TASK REQUIREMENTS
Every line below that carries the word "return" needs to be copied.

DATA EXTRACT
════

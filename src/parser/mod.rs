//! Listing page parsing
//!
//! Archive directory listings are plain auto-index HTML pages. This module
//! extracts their hyperlinks and turns listing entries into the tokens the
//! finders work with (month directories and embedded file timestamps).
//! Nothing here ever fails a query: malformed input yields `None` or is
//! dropped.

use chrono::{DateTime, NaiveDate, NaiveDateTime, TimeZone, Utc};
use scraper::{Html, Selector};
use std::collections::HashSet;

use crate::query::month_start_utc;

/// Extract every hyperlink target from a listing page
///
/// Targets come back in document order with duplicates removed. Sort
/// links (`?C=N;O=D`), anchors (`#top`) and parent/self links are dropped.
pub fn extract_links(html: &str) -> Vec<String> {
    let document = Html::parse_document(html);
    let Ok(selector) = Selector::parse("a[href]") else {
        return Vec::new();
    };

    let mut seen = HashSet::new();
    document
        .select(&selector)
        .filter_map(|a| a.value().attr("href"))
        .map(str::trim)
        .filter(|href| is_listing_entry(href))
        .filter(|href| seen.insert(href.to_string()))
        .map(str::to_string)
        .collect()
}

fn is_listing_entry(href: &str) -> bool {
    !(href.is_empty()
        || href.starts_with('?')
        || href.starts_with('#')
        || href == "../"
        || href == ".."
        || href == "./"
        || href == ".")
}

/// Last path segment of a link, without a trailing slash
///
/// `"2021.01/"` and `"https://host/rrc00/2021.01/"` both give `"2021.01"`.
pub fn entry_name(link: &str) -> &str {
    let trimmed = link.trim_end_matches('/');
    match trimmed.rfind('/') {
        Some(idx) => &trimmed[idx + 1..],
        None => trimmed,
    }
}

/// Parse a `YYYY.MM` month directory entry into the month's first instant
///
/// Entries like `logs/` or `latest/` return `None`.
pub fn parse_month_dir(entry: &str) -> Option<DateTime<Utc>> {
    let name = entry_name(entry);
    let (year, month) = name.split_once('.')?;
    if year.len() != 4 || month.len() != 2 {
        return None;
    }
    if !year.bytes().chain(month.bytes()).all(|b| b.is_ascii_digit()) {
        return None;
    }
    month_start_utc(year.parse().ok()?, month.parse().ok()?)
}

/// Parse the `YYYYMMDD` and `HHMM` parts of a dump file name as UTC
pub fn parse_file_timestamp(date: &str, time: &str) -> Option<DateTime<Utc>> {
    let date = NaiveDate::parse_from_str(date, "%Y%m%d").ok()?;
    let time = chrono::NaiveTime::parse_from_str(time, "%H%M").ok()?;
    Some(Utc.from_utc_datetime(&NaiveDateTime::new(date, time)))
}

════

RESULT OF THIS EXERCISE
        return Vec::new();
/// Entries like `logs/` or `latest/` return `None`.
        return None;
        return None;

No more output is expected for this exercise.